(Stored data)
- - -

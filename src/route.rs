use chrono::{DateTime, Utc};
use serde::{Deserialize, Serialize};

use crate::geo::Coordinate;

/// A straight-line origin→destination estimate, not a navigable path.
/// `distance_km` keeps full precision; display rounds to one decimal.
#[derive(Clone, Debug, PartialEq, Serialize, Deserialize)]
pub struct Route {
    pub id: String,
    pub origin: Coordinate,
    pub destination: Coordinate,
    /// Name of the destination marker, when the route targets one.
    pub destination_name: Option<String>,
    pub distance_km: f64,
    pub estimated_minutes: u32,
    pub created_at: DateTime<Utc>,
}

impl Route {
    pub fn display_distance(&self) -> String {
        format!("{:.1}", self.distance_km)
    }
}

- - -

- _The task_: How many lines of the entries contain the string "Coordinate"? Answer with a number and no other words.

- _The completed task_: 3